What are your three previous novels about? In OZ, the protagonist, Mark, fears his marriage is over, but he can't bear to lose his seven-year-old daughter. Just when he thinks things can't get worse, his mother is killed in a road accident. Shocked and grieving, he decamps to her house, where he uncovers a secret that turns his life upside-down and sends him and his daughter on a whirlwind search for the truth.

Love, Revenge & Buttered Scones is a comedy with dark, serious threads. Three troubled people dash off to the Scottish Highlands, where their destinies are mysteriously entwined around a reading group in the Inverness public library.

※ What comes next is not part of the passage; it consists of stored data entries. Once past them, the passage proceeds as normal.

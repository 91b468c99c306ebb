// SPDX-License-Identifier: MPL-2.0

//! Integration tests for the scan loop, driven by fake collaborators

use barcode_scanner::backends::audio::Beeper;
use barcode_scanner::backends::camera::{CameraFrame, FrameSource};
use barcode_scanner::errors::{AppError, AudioError, CameraError, DisplayError, EXIT_CAPTURE_LOST};
use barcode_scanner::frame_processor::tasks::SymbolDecoder;
use barcode_scanner::frame_processor::{DecodedSymbol, Point, SymbolOverlay, Symbology};
use barcode_scanner::scanner::{ScanKey, ScanSession, ScanSurface, scan_loop};
use barcode_scanner::{LabelMappings, LoopStats};
use image::{Rgba, RgbaImage};
use std::cell::Cell;
use std::collections::VecDeque;
use std::rc::Rc;
use std::time::Duration;

const FRAME_WIDTH: u32 = 64;
const FRAME_HEIGHT: u32 = 48;

/// Camera that yields `frames` blank frames, then reports a disconnect
struct FakeCamera {
    frames: u32,
    reads: u32,
}

impl FakeCamera {
    fn new(frames: u32) -> Self {
        Self { frames, reads: 0 }
    }
}

impl FrameSource for FakeCamera {
    fn read_frame(&mut self) -> Result<CameraFrame, CameraError> {
        self.reads += 1;
        if self.reads > self.frames {
            return Err(CameraError::Disconnected);
        }
        let image = RgbaImage::from_pixel(FRAME_WIDTH, FRAME_HEIGHT, Rgba([0, 0, 0, 255]));
        Ok(CameraFrame::new(image, self.reads - 1))
    }
}

/// Decoder that returns a fixed list of texts per frame sequence number
struct ScriptedDecoder {
    script: Vec<Vec<&'static str>>,
}

impl ScriptedDecoder {
    fn new(script: Vec<Vec<&'static str>>) -> Self {
        Self { script }
    }
}

impl SymbolDecoder for ScriptedDecoder {
    fn decode(&mut self, frame: &CameraFrame) -> Vec<DecodedSymbol> {
        self.script
            .get(frame.sequence as usize)
            .map(|texts| texts.iter().map(|text| qr(text)).collect())
            .unwrap_or_default()
    }
}

fn qr(text: &str) -> DecodedSymbol {
    DecodedSymbol::new(
        Symbology::QrCode,
        text,
        [
            Point::new(10.0, 10.0),
            Point::new(30.0, 10.0),
            Point::new(30.0, 30.0),
            Point::new(10.0, 30.0),
        ],
    )
}

#[derive(Debug, Clone, PartialEq)]
enum SurfaceEvent {
    Print(String),
    Show,
    Poll,
}

/// Surface that records everything and replays scripted key presses
#[derive(Default)]
struct FakeSurface {
    events: Vec<SurfaceEvent>,
    keys: VecDeque<Option<ScanKey>>,
    overlays: Vec<Vec<SymbolOverlay>>,
    annotated: Vec<bool>,
    closed: bool,
}

impl FakeSurface {
    /// Press `key` on the `n`th poll (1-based), nothing before it
    fn key_on_poll(n: usize, key: ScanKey) -> Self {
        let mut keys: VecDeque<_> = std::iter::repeat_n(None, n - 1).collect();
        keys.push_back(Some(key));
        Self {
            keys,
            ..Self::default()
        }
    }

    fn lines(&self) -> Vec<&str> {
        self.events
            .iter()
            .filter_map(|event| match event {
                SurfaceEvent::Print(line) => Some(line.as_str()),
                _ => None,
            })
            .collect()
    }

    fn shown(&self) -> usize {
        self.events
            .iter()
            .filter(|event| **event == SurfaceEvent::Show)
            .count()
    }
}

impl ScanSurface for FakeSurface {
    fn show(
        &mut self,
        frame: &CameraFrame,
        overlays: &[SymbolOverlay],
    ) -> Result<(), DisplayError> {
        self.events.push(SurfaceEvent::Show);
        self.overlays.push(overlays.to_vec());
        self.annotated
            .push(frame.image.pixels().any(|pixel| pixel.0 != [0, 0, 0, 255]));
        Ok(())
    }

    fn print_line(&mut self, line: &str) -> Result<(), DisplayError> {
        self.events.push(SurfaceEvent::Print(line.to_owned()));
        Ok(())
    }

    fn poll_key(&mut self, _timeout: Duration) -> Result<Option<ScanKey>, DisplayError> {
        self.events.push(SurfaceEvent::Poll);
        Ok(self.keys.pop_front().flatten())
    }

    fn close(&mut self) -> Result<(), DisplayError> {
        self.closed = true;
        Ok(())
    }
}

/// Beeper that counts calls, optionally failing every one
struct CountingBeeper {
    count: Rc<Cell<usize>>,
    fail: bool,
}

impl Beeper for CountingBeeper {
    fn beep(&mut self) -> Result<(), AudioError> {
        self.count.set(self.count.get() + 1);
        if self.fail {
            Err(AudioError::NoOutputDevice)
        } else {
            Ok(())
        }
    }
}

fn session_with_beeper(fail: bool) -> (ScanSession, Rc<Cell<usize>>) {
    let count = Rc::new(Cell::new(0));
    let beeper = CountingBeeper {
        count: Rc::clone(&count),
        fail,
    };
    let session = ScanSession::new(LabelMappings::default()).with_beeper(Some(Box::new(beeper)));
    (session, count)
}

fn run(
    frames: u32,
    script: Vec<Vec<&'static str>>,
    surface: &mut FakeSurface,
    session: &mut ScanSession,
) -> (Result<LoopStats, AppError>, FakeCamera) {
    let mut camera = FakeCamera::new(frames);
    let mut decoder = ScriptedDecoder::new(script);
    let result = scan_loop(&mut camera, &mut decoder, surface, session);
    (result, camera)
}

#[test]
fn test_value_is_reported_once_across_frames() {
    let mut surface = FakeSurface::key_on_poll(11, ScanKey::Char('q'));
    let mut session = ScanSession::new(LabelMappings::default());

    let (result, _) = run(11, vec![vec!["HELLO"]; 11], &mut surface, &mut session);

    let stats = result.unwrap();
    assert_eq!(surface.lines(), vec!["QR_CODE: HELLO"]);
    assert_eq!(stats.frames, 11);
    assert_eq!(stats.symbols, 11);
    assert_eq!(stats.new_values, 1);
}

#[test]
fn test_two_values_in_one_frame_keep_decode_order() {
    let mut surface = FakeSurface::key_on_poll(1, ScanKey::Char('q'));
    let mut session = ScanSession::new(LabelMappings::default());

    let (result, _) = run(1, vec![vec!["A1", "B2"]], &mut surface, &mut session);

    assert!(result.is_ok());
    assert_eq!(surface.lines(), vec!["QR_CODE: A1", "QR_CODE: B2"]);
    assert!(session.seen().contains("A1"));
    assert!(session.seen().contains("B2"));
    assert_eq!(session.seen().len(), 2);
}

#[test]
fn test_capture_failure_ends_loop_before_any_frame() {
    let mut surface = FakeSurface::default();
    let mut session = ScanSession::new(LabelMappings::default());

    let (result, camera) = run(0, vec![], &mut surface, &mut session);

    let err = result.unwrap_err();
    assert!(matches!(err, AppError::Camera(CameraError::Disconnected)));
    assert_eq!(err.exit_code(), EXIT_CAPTURE_LOST);
    assert_eq!(camera.reads, 1);
    assert!(surface.events.is_empty());
    assert!(session.seen().is_empty());
}

#[test]
fn test_capture_lost_mid_run_is_an_error() {
    // No quit key: the camera runs dry after three frames
    let mut surface = FakeSurface::default();
    let mut session = ScanSession::new(LabelMappings::default());

    let (result, _) = run(3, vec![vec!["A1"], vec![], vec!["B2"]], &mut surface, &mut session);

    assert!(matches!(result, Err(AppError::Camera(CameraError::Disconnected))));
    assert_eq!(surface.shown(), 3);
    assert_eq!(surface.lines(), vec!["QR_CODE: A1", "QR_CODE: B2"]);
}

#[test]
fn test_quit_happens_after_display() {
    let mut surface = FakeSurface::key_on_poll(1, ScanKey::Char('q'));
    let mut session = ScanSession::new(LabelMappings::default());

    let (result, camera) = run(5, vec![vec!["A1"]], &mut surface, &mut session);

    assert_eq!(result.unwrap().frames, 1);
    assert_eq!(camera.reads, 1);
    assert_eq!(
        surface.events,
        vec![
            SurfaceEvent::Print("QR_CODE: A1".into()),
            SurfaceEvent::Show,
            SurfaceEvent::Poll,
        ]
    );
}

#[test]
fn test_exit_keys() {
    for key in [ScanKey::Esc, ScanKey::Char('Q'), ScanKey::Interrupt] {
        let mut surface = FakeSurface::key_on_poll(2, key);
        let mut session = ScanSession::new(LabelMappings::default());
        let (result, _) = run(10, vec![], &mut surface, &mut session);
        assert_eq!(result.unwrap().frames, 2, "{:?}", key);
    }
}

#[test]
fn test_other_keys_do_not_quit() {
    let mut surface = FakeSurface::default();
    surface.keys = VecDeque::from([
        Some(ScanKey::Char('x')),
        Some(ScanKey::Char('c')),
        Some(ScanKey::Other),
        Some(ScanKey::Char('q')),
    ]);
    let mut session = ScanSession::new(LabelMappings::default());

    let (result, _) = run(10, vec![], &mut surface, &mut session);

    assert_eq!(result.unwrap().frames, 4);
}

#[test]
fn test_beep_once_per_new_value() {
    let mut surface = FakeSurface::key_on_poll(3, ScanKey::Char('q'));
    let (mut session, beeps) = session_with_beeper(false);

    let script = vec![vec!["A1"], vec!["A1", "B2"], vec!["B2", "A1"]];
    let (result, _) = run(3, script, &mut surface, &mut session);

    assert!(result.is_ok());
    assert_eq!(beeps.get(), 2);
}

#[test]
fn test_no_beep_when_disabled() {
    let mut surface = FakeSurface::key_on_poll(1, ScanKey::Char('q'));
    let mut session = ScanSession::new(LabelMappings::default()).with_beeper(None);

    let (result, _) = run(1, vec![vec!["A1"]], &mut surface, &mut session);

    assert!(result.is_ok());
    assert!(!session.beep_enabled());
    assert_eq!(surface.lines(), vec!["QR_CODE: A1"]);
}

#[test]
fn test_failing_beeper_does_not_change_output() {
    let mut surface = FakeSurface::key_on_poll(3, ScanKey::Char('q'));
    let (mut session, beeps) = session_with_beeper(true);

    let script = vec![vec!["A1"], vec!["B2"], vec!["C3"]];
    let (result, _) = run(3, script, &mut surface, &mut session);

    assert_eq!(result.unwrap().frames, 3);
    assert_eq!(beeps.get(), 3);
    assert_eq!(
        surface.lines(),
        vec!["QR_CODE: A1", "QR_CODE: B2", "QR_CODE: C3"]
    );
}

#[test]
fn test_mapped_label_replaces_console_text() {
    let mut mappings = LabelMappings::default();
    mappings.insert("3009P", "Front door");
    let mut surface = FakeSurface::key_on_poll(2, ScanKey::Char('q'));
    let mut session = ScanSession::new(mappings);

    let script = vec![vec!["3009P", "B2"], vec!["3009P"]];
    let (result, _) = run(2, script, &mut surface, &mut session);

    assert!(result.is_ok());
    assert_eq!(surface.lines(), vec!["Front door", "QR_CODE: B2"]);
    assert!(session.seen().contains("3009P"));
    assert!(!session.seen().contains("Front door"));
}

#[test]
fn test_seen_set_is_distinct_texts() {
    let mut surface = FakeSurface::key_on_poll(5, ScanKey::Char('q'));
    let mut session = ScanSession::new(LabelMappings::default());

    let script = vec![
        vec!["A1"],
        vec![],
        vec!["B2", "A1", "B2"],
        vec!["C3"],
        vec!["A1"],
    ];
    let (result, _) = run(5, script, &mut surface, &mut session);

    assert_eq!(result.unwrap().new_values, 3);
    let mut seen: Vec<&str> = session.seen().iter().collect();
    seen.sort_unstable();
    assert_eq!(seen, vec!["A1", "B2", "C3"]);
    assert_eq!(surface.lines().len(), 3);
}

#[test]
fn test_frames_are_annotated_with_overlays() {
    let mut surface = FakeSurface::key_on_poll(3, ScanKey::Char('q'));
    let mut session = ScanSession::new(LabelMappings::default());

    let (result, _) = run(3, vec![vec!["A1"], vec![], vec!["A1"]], &mut surface, &mut session);

    assert!(result.is_ok());
    assert_eq!(surface.annotated, vec![true, false, true]);

    let first = &surface.overlays[0];
    assert_eq!(first.len(), 1);
    assert_eq!(first[0].label, "QR_CODE: A1");
    assert!(first[0].is_new);
    assert!(surface.overlays[1].is_empty());
    assert!(!surface.overlays[2][0].is_new);

    let region = &first[0].region;
    assert!((region.x - 10.0 / FRAME_WIDTH as f32).abs() < 1e-6);
    assert!((region.width - 20.0 / FRAME_WIDTH as f32).abs() < 1e-6);
}

#[test]
fn test_fresh_session_reports_again() {
    for _ in 0..2 {
        let mut surface = FakeSurface::key_on_poll(1, ScanKey::Char('q'));
        let mut session = ScanSession::new(LabelMappings::default());
        let (result, _) = run(1, vec![vec!["HELLO"]], &mut surface, &mut session);
        assert!(result.is_ok());
        assert_eq!(surface.lines(), vec!["QR_CODE: HELLO"]);
    }
}

#[test]
fn test_loop_does_not_close_surface() {
    // Closing is the caller's job so it also happens on error paths
    let mut surface = FakeSurface::key_on_poll(1, ScanKey::Esc);
    let mut session = ScanSession::new(LabelMappings::default());
    let (result, _) = run(1, vec![], &mut surface, &mut session);
    assert!(result.is_ok());
    assert!(!surface.closed);
}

My debut novel Truth Games is set in 1970s London, the baking dry summers of 1975 and 1976. A group of friends get out of their depth in infidelity. It’s a story of how we hurt each other with lies and with truths. Do you have a special place that you go to write? The back bedroom I’m talking to you from has become my study, equipped with a big desk, two useful tables, a day-bed, a bookcase full of books about the writing craft, and a pleasant view of suburban back gardens in the changing seasons. I work in silence, apart from habitually reading what I’ve written aloud. Back in the 1990s, I vowed I would do nothing but write whenever I came through this door, but sadly the internet has made that impossible. I try not to be distracted by social media and emails, but I’ve become able to flit to those things from my writing and back again with no great loss of concentration. It’s great, though, when I’m so deep in the writing zone that I don’t notice the pings of incoming messages! Are you a meticulous plot planner or a spontaneous writer? (I'm somewhere in the middle but I feel my best writing is spontaneous) I’m in the middle, too. I start with a rough idea of the main characters and where they’re heading. I have a hazy idea of a few key scenes – big events ahead. I usually have a pretty good sense of how the story will end – the feeling I want readers to have when they turn the last page. Then I start writing, guided by the sketch but not pushing the characters to follow it. Getting to know them, imagining myself in their shoes. Not in too much hurry, though. Story and character in conversation, developing as I write. I do some spirited, spontaneous writing, but in between pause to reflect as if I were the reader not the writer, sensing what I want next from the story and challenging myself to deliver it.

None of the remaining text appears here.